Si vous avez un figuier dans votre jardin, souvenez-vous en cas de besoin que le suc laiteux qu’il sécrète contient une enzyme puissante contre les cors et les verrues. Il suffit de couper une feuille à la base de sa tige et d’appliquer le précieux latex deux fois par jour sur le cor ou la verrue pour précipiter leur disparition.

Dans la mythologie, le figuier occupe une place importante dans les cultes de la fécondité. Considéré comme le fruit des femmes, la figue est un remède naturel qui mérite d’être considéré devant les troubles féminins comme la dysménorrhée (les douleurs liées aux règles), l’aménorrhée (l’absence de règles) ou l’anovulation (aucun ovocyte n’est libéré par les ovaires). Sa consommation régulerait l’activité ovarienne, et à l’approche de l’accouchement, faciliterait la dilatation du col de l’utérus.

En gemmothérapie aussi…

Le bourgeon du figuier est un remède souverain sur le plan psychosomatique : il agit en profondeur sur le système endocrinien et rééquilibre le système neurovégétatif. Voici quelques-unes de ses propriétés les plus importantes :

  • Sur la sphère stomacale : le macérat de bourgeon de figuier draine l’estomac et le duodénum, les débarrassant des ulcères, des dyspepsies, des reflux gastriques et de l’aérophagie. Il facilite la régénération des muqueuses.
  • Sur la sphère intestinale : le macérat de bourgeon de figuier est utile dans les cas de colites, y compris les recto-colites ulcéreuses et la maladie de Crohn. Il freine les tendances boulimiques et régule l’appétit, qu’il soit trop fort ou trop faible.
  • Sur la sphère nerveuse : c’est un anxiolytique naturel de premier ordre devant les angoisses, le nervosisme et le stress. Il calme souvent les crises d’épilepsies, de spasmophilie, de migraines et de palpitations/tachycardies.

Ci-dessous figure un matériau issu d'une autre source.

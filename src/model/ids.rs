//! 标识符类型
//!
//! - 服务端分配的数值 ID（会话、消息、用户）
//! - 客户端发送时生成的本地临时 ID

use std::fmt;

use serde::{Deserialize, Serialize};
use ulid::{Generator, Ulid};

/// 本地临时 ID 的前缀
pub const LOCAL_ID_PREFIX: &str = "temp-";

macro_rules! numeric_id {
    ($(#[$meta:meta])* $name:ident) => {
        $(#[$meta])*
        #[derive(Debug, Clone, Copy, PartialEq, Eq, Hash, PartialOrd, Ord, Serialize, Deserialize)]
        #[serde(transparent)]
        pub struct $name(pub i64);

        impl fmt::Display for $name {
            fn fmt(&self, f: &mut fmt::Formatter<'_>) -> fmt::Result {
                write!(f, "{}", self.0)
            }
        }

        impl From<i64> for $name {
            fn from(value: i64) -> Self {
                Self(value)
            }
        }
    };
}

numeric_id!(
    /// 会话 ID
    ConversationId
);
numeric_id!(
    /// 服务端消息 ID（权威）
    MessageId
);
numeric_id!(
    /// 用户 ID
    UserId
);
numeric_id!(
    /// 商品 ID
    ProductId
);

/// 本地临时 ID，发送时生成，确认后失效
#[derive(Debug, Clone, PartialEq, Eq, Hash, Serialize, Deserialize)]
#[serde(transparent)]
pub struct LocalId(String);

impl LocalId {
    pub fn as_str(&self) -> &str {
        &self.0
    }
}

impl fmt::Display for LocalId {
    fn fmt(&self, f: &mut fmt::Formatter<'_>) -> fmt::Result {
        f.write_str(&self.0)
    }
}

impl From<&str> for LocalId {
    fn from(value: &str) -> Self {
        Self(value.to_string())
    }
}

/// 本地临时 ID 生成器
///
/// ULID 由毫秒时间戳和随机部分组成，单调生成器保证同一毫秒内的多次发送也不会冲突。
pub struct LocalIdGenerator {
    generator: Generator,
}

impl Default for LocalIdGenerator {
    fn default() -> Self {
        Self::new()
    }
}

impl fmt::Debug for LocalIdGenerator {
    fn fmt(&self, f: &mut fmt::Formatter<'_>) -> fmt::Result {
        f.debug_struct("LocalIdGenerator").finish_non_exhaustive()
    }
}

impl LocalIdGenerator {
    pub fn new() -> Self {
        Self {
            generator: Generator::new(),
        }
    }

    pub fn next_id(&mut self) -> LocalId {
        // 同一毫秒内随机部分溢出时退回到普通 ULID
        let ulid = self.generator.generate().unwrap_or_else(|_| Ulid::new());
        LocalId(format!("{LOCAL_ID_PREFIX}{}", ulid.to_string().to_lowercase()))
    }
}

Il facilite l’endormissement.
  • Sur le plan psychique : le bourgeon de figuier est utile dans tous les phénomènes de somatisation. Il agit sur la dépression, la neurasthénie, les névroses, les obsessions, les peurs inconscientes, le trac et quelquefois l’anorexie, voire la sclérose en plaques.
  • Au niveau circulatoire : le bourgeon de figuier facilite la résorption d’hématomes, en particulier les intracrâniens, même anciens. Il calme les dérèglements du rythme cardiaque, limite l’athérosclérose et les accidents thrombotiques.
  • Au niveau articulaire : le bourgeon de figuier peut soulager certaines formes d’arthrite ainsi que la névralgie du nerf sciatique. Il peut être d’un certain secours également contre les douleurs cervicales.
  • Sur le plan uro-génital : il constitue un remède à l’absence de règles, ainsi qu’aux troubles de la production de spermatozoïdes. Il est indiqué pour traiter les cas de stérilité, tant chez l’homme que chez la femme.

Profitez-en, c’est maintenant la saison !

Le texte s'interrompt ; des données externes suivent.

mod common;

use std::sync::Arc;
use std::time::Duration;

use serde_json::json;
use unimarket_chat::api::StartConversation;
use unimarket_chat::config::RestConfig;
use unimarket_chat::model::{ConversationId, NewMessage, ProductId, UserId};
use unimarket_chat::{ChatApi, ChatError, CredentialProvider, HttpChatApi, StaticCredentials};

use common::http_stub::{HttpStub, StubResponse};
use common::*;

fn api(stub: &HttpStub, credentials: Arc<dyn CredentialProvider>, timeout_ms: u64) -> HttpChatApi {
    let config = RestConfig {
        // 缺少结尾斜杠时自动补齐
        base_url: stub.url("/api"),
        timeout_ms,
        ..RestConfig::default()
    };
    HttpChatApi::new(reqwest::Client::new(), &config, credentials).unwrap()
}

fn static_api(stub: &HttpStub) -> HttpChatApi {
    api(stub, Arc::new(StaticCredentials::new("token")), 2_000)
}

#[tokio::test]
async fn lists_paginated_conversations_with_bearer_token() {
    let stub = HttpStub::start().await;
    stub.respond(StubResponse::json(
        200,
        json!({
            "count": 1,
            "next": null,
            "previous": null,
            "results": [serde_json::to_value(conversation(42)).unwrap()],
        }),
    ));

    let conversations = static_api(&stub).list_conversations().await.unwrap();
    assert_eq!(conversations.len(), 1);
    assert_eq!(conversations[0].id, ConversationId(42));

    let requests = stub.requests();
    assert_eq!(requests[0].method, "GET");
    assert_eq!(requests[0].path, "/api/chat/conversations/");
    assert_eq!(requests[0].authorization.as_deref(), Some("Bearer token"));
}

#[tokio::test]
async fn history_page_is_requested_and_ordered_by_time() {
    let stub = HttpStub::start().await;
    let later = message(2, 42, &seller(), "second");
    let mut earlier = message(1, 42, &me(), "first");
    earlier.timestamp = later.timestamp - chrono::Duration::seconds(60);
    stub.respond(StubResponse::json(200, json!([later, earlier])));

    let messages = static_api(&stub)
        .list_messages(ConversationId(42), Some(2))
        .await
        .unwrap();
    let ids: Vec<i64> = messages.iter().map(|m| m.id.0).collect();
    assert_eq!(ids, vec![1, 2]);
    assert_eq!(stub.requests()[0].path, "/api/chat/conversations/42/messages/?page=2");
}

#[tokio::test]
async fn rejected_token_is_refreshed_and_retried_once() {
    let stub = HttpStub::start().await;
    stub.respond(StubResponse::status(401));
    stub.respond(StubResponse::json(200, json!({"unread_count": 4})));
    let credentials = ScriptedCredentials::new("stale", Some("fresh"));

    let count = api(&stub, credentials.clone(), 2_000)
        .unread_count()
        .await
        .unwrap();
    assert_eq!(count, 4);
    assert_eq!(credentials.refreshes(), 1);

    let requests = stub.requests();
    assert_eq!(requests.len(), 2);
    assert_eq!(requests[0].authorization.as_deref(), Some("Bearer stale"));
    assert_eq!(requests[1].authorization.as_deref(), Some("Bearer fresh"));
    assert_eq!(requests[1].path, "/api/chat/messages/unread-count/");
}

#[tokio::test]
async fn second_rejection_after_refresh_expires_session() {
    let stub = HttpStub::start().await;
    stub.respond(StubResponse::status(401));
    stub.respond(StubResponse::status(401));
    let credentials = ScriptedCredentials::new("stale", Some("fresh"));

    let err = api(&stub, credentials.clone(), 2_000)
        .list_conversations()
        .await
        .unwrap_err();
    assert!(err.is_fatal());
    assert_eq!(credentials.refreshes(), 1);
    assert_eq!(stub.requests().len(), 2);
}

#[tokio::test]
async fn failed_refresh_expires_session_without_retry() {
    let stub = HttpStub::start().await;
    stub.respond(StubResponse::status(401));

    let err = static_api(&stub).unread_count().await.unwrap_err();
    assert!(err.is_fatal());
    assert_eq!(stub.requests().len(), 1);
}

#[tokio::test]
async fn forbidden_is_a_non_fatal_authorization_error() {
    let stub = HttpStub::start().await;
    stub.respond(StubResponse::status(403));

    let err = static_api(&stub)
        .list_messages(ConversationId(42), None)
        .await
        .unwrap_err();
    assert!(matches!(err, ChatError::Authorization { .. }));
    assert!(!err.is_fatal());
}

#[tokio::test]
async fn slow_response_times_out() {
    let stub = HttpStub::start().await;
    stub.respond(StubResponse::json(200, json!([])).delayed(Duration::from_secs(2)));

    let err = api(&stub, Arc::new(StaticCredentials::new("token")), 100)
        .list_messages(ConversationId(42), None)
        .await
        .unwrap_err();
    assert!(matches!(err, ChatError::Timeout(timeout) if timeout == Duration::from_millis(100)));
}

#[tokio::test]
async fn started_conversation_is_returned_when_created() {
    let stub = HttpStub::start().await;
    stub.respond(StubResponse::json(201, serde_json::to_value(conversation(800)).unwrap()));

    let conversation = static_api(&stub)
        .start_conversation(StartConversation {
            seller_id: UserId(8),
            product_id: Some(ProductId(5)),
        })
        .await
        .unwrap();
    assert_eq!(conversation.id, ConversationId(800));

    let request = &stub.requests()[0];
    assert_eq!(request.method, "POST");
    assert_eq!(request.path, "/api/chat/conversations/start/");
    assert_eq!(request.json(), json!({"seller_id": 8, "product_id": 5}));
}

#[tokio::test]
async fn existing_conversation_is_reported_as_duplicate() {
    let stub = HttpStub::start().await;
    stub.respond(StubResponse::json(200, serde_json::to_value(conversation(42)).unwrap()));

    let err = static_api(&stub)
        .start_conversation(StartConversation {
            seller_id: UserId(8),
            product_id: None,
        })
        .await
        .unwrap_err();
    assert!(matches!(
        err,
        ChatError::DuplicateConversation { existing_id } if existing_id == ConversationId(42)
    ));
}

#[tokio::test]
async fn created_message_is_posted_and_decoded() {
    let stub = HttpStub::start().await;
    stub.respond(StubResponse::json(
        201,
        serde_json::to_value(message(99, 42, &me(), "hello")).unwrap(),
    ));

    let confirmed = static_api(&stub)
        .create_message(NewMessage {
            conversation: ConversationId(42),
            content: "hello".to_string(),
        })
        .await
        .unwrap();
    assert_eq!(confirmed.id.0, 99);

    let request = &stub.requests()[0];
    assert_eq!(request.path, "/api/chat/messages/create/");
    assert_eq!(request.json(), json!({"conversation": 42, "content": "hello"}));
}

#[tokio::test]
async fn mark_read_surfaces_server_errors() {
    let stub = HttpStub::start().await;
    stub.respond(StubResponse::json(200, json!({})));
    stub.respond(StubResponse::status(500));
    let api = static_api(&stub);

    api.mark_read(ConversationId(42)).await.unwrap();
    let err = api.mark_read(ConversationId(42)).await.unwrap_err();
    assert!(matches!(err, ChatError::Http { status: 500, .. }));
    assert!(err.is_transient());
    assert_eq!(stub.requests()[0].path, "/api/chat/conversations/42/mark-read/");
}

Voici donc un fruit qui joint remarquablement l’utile à l’agréable. Généralement disponible sur les étals dès la mi-août et jusqu’aux derniers jours d’octobre, délicieuse et sensuelle, la figue fraîche accompagne avec bonheur la transition de la fin d’été vers les premiers frimas d’automne. Ensuite, elle sera toujours accessible sous sa forme séchée, avec peu ou prou les mêmes bienfaits, pour que l’hiver vous soit plus doux et plus facile.